Nell’intervista, Habermas affronta, fra
l’altro, il problema della democrazia nell’era della globalizzazione.
Dichiara di essere «sempre stato un socialista parlamentare», senza mai
essere stato «tentato dal marxismo ortodosso». La sua concezione della
democrazia socialista aveva i presupposti non solo nel marxismo, ma in
Kant e nella Rivoluzione francese. Muovendosi nella scia delle più
recenti riflessioni filosofiche sui rapporti fra fede e ragione, fra
religione e politica, dopo il tramonto dell’«era delle rappresentazioni
del mondo», Habermas si sofferma sul fenomeno del «capitalismo sfrenato,
che sfugge a ogni controllo politico», e produce «un sistema economico
autoregolato, che obbedisce esclusivamente alla logica della propria
valorizzazione in vista del profitto», provocando la trasformazione
delle democrazie capitaliste in «democrazie di facciata», il cui sintomo
più evidente, secondo il filosofo, è «l’aumento del tasso di
astensioni».
Attribuire la genesi delle «democrazie di facciata»

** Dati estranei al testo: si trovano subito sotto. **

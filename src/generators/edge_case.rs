//! Edge-case test generation
//!
//! Before the model is asked anything, template cases are built from the
//! requirement itself: boundary probes around every stated numeric
//! threshold, a string-input case, and one negative-precondition case per
//! given-when-then scenario. Template cases come first in the result,
//! model cases after them, each group in creation order.

use super::{base_tags, check_inputs, push_repaired, Generator, ModelPass, ORIGIN_TEMPLATE};
use crate::client::ProviderClient;
use crate::core_types::{
    GenerationResult, IdSequence, Priority, RequirementModel, StepRole, TestCase,
    TestSpecification, TestStep, TestType,
};
use crate::error::GenResult;
use crate::logging::{log_info, log_warn};
use crate::parsers::{group_scenarios, CriterionGroup};
use crate::providers::InvokeOptions;

use async_trait::async_trait;
use once_cell::sync::Lazy;
use regex::Regex;
use std::sync::Arc;

static THRESHOLD: Lazy<Regex> = Lazy::new(|| {
    Regex::new(
        r"(?i)\b(\d{1,9})\s*(users?|characters?|items?|seconds?|minutes?|hours?|days?|bytes?|mb|gb|percent|times|attempts?)\b",
    )
    .expect("valid threshold regex")
});

const STRING_EDGE_VALUES: &[&str] = &[
    "empty string",
    "single character",
    "whitespace only",
    "10000 characters",
    "special characters !@#$%^&*()",
    "unicode characters 日本語 🚀",
    "SQL metacharacters ' OR 1=1 --",
    "embedded null byte",
];

/// A `<number> <unit>` threshold stated in the requirement.
#[derive(Debug, Clone, PartialEq, Eq)]
pub struct Threshold {
    pub value: i64,
    pub unit: String,
    /// The text the threshold was read from, e.g. `10 minutes`.
    pub mention: String,
}

impl Threshold {
    /// `0, v-1, v, v+1, 2v, -1` without repeats, in that order.
    pub fn probe_values(&self) -> Vec<i64> {
        let v = self.value;
        let mut values = Vec::new();
        for candidate in [0, v - 1, v, v + 1, v.saturating_mul(2), -1] {
            if !values.contains(&candidate) {
                values.push(candidate);
            }
        }
        values
    }
}

/// Every distinct threshold in `text`, in order of appearance.
pub fn find_thresholds(text: &str) -> Vec<Threshold> {
    let mut found: Vec<Threshold> = Vec::new();
    for caps in THRESHOLD.captures_iter(text) {
        let (Some(number), Some(unit), Some(mention)) = (caps.get(1), caps.get(2), caps.get(0))
        else {
            continue;
        };
        let Ok(value) = number.as_str().parse::<i64>() else {
            continue;
        };
        let unit = unit.as_str().to_string();
        if found
            .iter()
            .any(|t| t.value == value && t.unit.eq_ignore_ascii_case(&unit))
        {
            continue;
        }
        found.push(Threshold {
            value,
            unit,
            mention: mention.as_str().to_string(),
        });
    }
    found
}

#[derive(Debug, Clone)]
pub struct EdgeCaseGenerator {
    pass: ModelPass,
}

impl EdgeCaseGenerator {
    pub fn new(client: Arc<ProviderClient>, options: InvokeOptions) -> Self {
        Self {
            pass: ModelPass::new(client, options),
        }
    }

    /// Template cases built without a model call.
    pub fn template_cases(
        &self,
        requirements: &RequirementModel,
        spec: &TestSpecification,
        ids: &mut IdSequence,
    ) -> Vec<TestCase> {
        let priority = spec.priority;
        let tags = base_tags(requirements, spec, TestType::Edge, priority, ORIGIN_TEMPLATE);
        let new_case = |ids: &mut IdSequence, title: String, label: &str| {
            let mut case =
                TestCase::new(ids.next_id(), title, TestType::Edge, priority, spec.test_level);
            case.tags = tags.clone();
            case.tags.insert(label.to_string());
            case
        };

        let scan_text = if requirements.source_text.trim().is_empty() {
            requirements
                .criteria
                .iter()
                .map(|criterion| criterion.text.as_str())
                .collect::<Vec<_>>()
                .join("\n")
        } else {
            requirements.source_text.clone()
        };

        let mut cases = Vec::new();

        for threshold in find_thresholds(&scan_text) {
            let values = threshold
                .probe_values()
                .iter()
                .map(i64::to_string)
                .collect::<Vec<_>>()
                .join(", ");
            let mut case = new_case(
                ids,
                format!("Boundary values around {}", threshold.mention),
                "boundary-values",
            );
            case.description = format!(
                "Probes just below, at and above the stated threshold of {}",
                threshold.mention
            );
            case.preconditions
                .push(format!("The limit of {} is in effect", threshold.mention));
            case.push_step(
                TestStep::new(
                    format!("Set the value to <value> {}", threshold.unit),
                    "The value is accepted by the input",
                )
                .with_data(format!("<value> = {values}"))
                .with_role(StepRole::Action),
            );
            case.push_step(
                TestStep::new(
                    format!("Observe how the system handles <value> {}", threshold.unit),
                    format!(
                        "Values within {} are handled normally and values beyond it are rejected",
                        threshold.mention
                    ),
                )
                .with_role(StepRole::Verification),
            );
            cases.push(case);
        }

        let mut strings = new_case(ids, "String input edge cases".to_string(), "string-edge-cases");
        strings.description =
            "Text inputs cope with empty, oversized and unusual character content".to_string();
        strings.push_step(
            TestStep::new("Enter <input> into each text input and submit", "The input is validated")
                .with_data(format!("<input> = {}", STRING_EDGE_VALUES.join(", ")))
                .with_role(StepRole::Action),
        );
        strings.push_step(
            TestStep::new(
                "Verify the response to <input>",
                "The input is either accepted and stored intact or rejected with a clear message",
            )
            .with_role(StepRole::Verification),
        );
        cases.push(strings);

        for group in group_scenarios(&requirements.criteria) {
            let CriterionGroup::Scenario { given, when, .. } = group else {
                continue;
            };
            if given.is_empty() {
                continue;
            }
            let state = given.join(" and ");
            let action = if when.is_empty() {
                "perform the described action".to_string()
            } else {
                when.join(" and ")
            };

            let mut case = new_case(
                ids,
                format!("Negative precondition: {action} without {state}"),
                "negative-scenarios",
            );
            case.description = format!("The action is refused when '{state}' does not hold");
            case.push_step(
                TestStep::new(
                    format!("Ensure the system is NOT in state: {state}"),
                    "The precondition does not hold",
                )
                .with_role(StepRole::Precondition),
            );
            case.push_step(
                TestStep::new(
                    format!("Attempt to {action}"),
                    "The system rejects the attempt",
                )
                .with_role(StepRole::Action),
            );
            case.push_step(
                TestStep::new(
                    "Verify the attempt is rejected with an error message",
                    "A clear error is shown and no state changes",
                )
                .with_role(StepRole::Verification),
            );
            cases.push(case);
        }

        cases
    }
}

#[async_trait]
impl Generator for EdgeCaseGenerator {
    fn name(&self) -> &'static str {
        "edge-case-generator"
    }

    fn test_type(&self) -> TestType {
        TestType::Edge
    }

    async fn generate(
        &self,
        requirements: &RequirementModel,
        spec: &TestSpecification,
    ) -> GenResult<GenerationResult> {
        check_inputs(requirements, spec, TestType::Edge)?;

        let mut result = GenerationResult::new(self.name());
        let mut ids = IdSequence::new(TestType::Edge.id_prefix());

        let templates = self.template_cases(requirements, spec, &mut ids);
        let template_count = templates.len();
        for case in templates {
            push_repaired(&mut result, case);
        }

        let priority: Priority = spec.priority;
        if let Err(error) = self
            .pass
            .run(requirements, spec, TestType::Edge, priority, &mut ids, &mut result)
            .await
        {
            if error.is_fatal() {
                return Err(error);
            }
            log_warn!(
                error = %error,
                template_cases = template_count,
                "Model pass failed, keeping template edge cases only"
            );
            result
                .warnings
                .push(format!("edge: model cases unavailable ({error}); template cases only"));
        }

        log_info!(
            generator = self.name(),
            template_cases = template_count,
            model_cases = result.test_cases.len() - template_count,
            "Edge-case generation finished"
        );
        Ok(result)
    }
}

soltanto a un «capitalismo sfrenato» potrebbe però distogliere
l’attenzione da altri importanti fattori genetici, non immediatamente
economici, che si annidano nella natura stessa della democrazia di
massa: sono le «insidie democratiche contro la democrazia», come
potremmo chiamarle, che possono aver successo proprio in fasi di alto
astensionismo, quando una maggioranza votante, anche se rappresenta una
minoranza rispetto alla massa dei cittadini aventi diritto al voto,
elegge governanti i quali, per i più diversi motivi e scopi, senza
essere legati agli interessi del capitalismo di mercato, agendo anzi
come “populisti di sinistra”, governano mettendo in folle le istituzioni
democratiche.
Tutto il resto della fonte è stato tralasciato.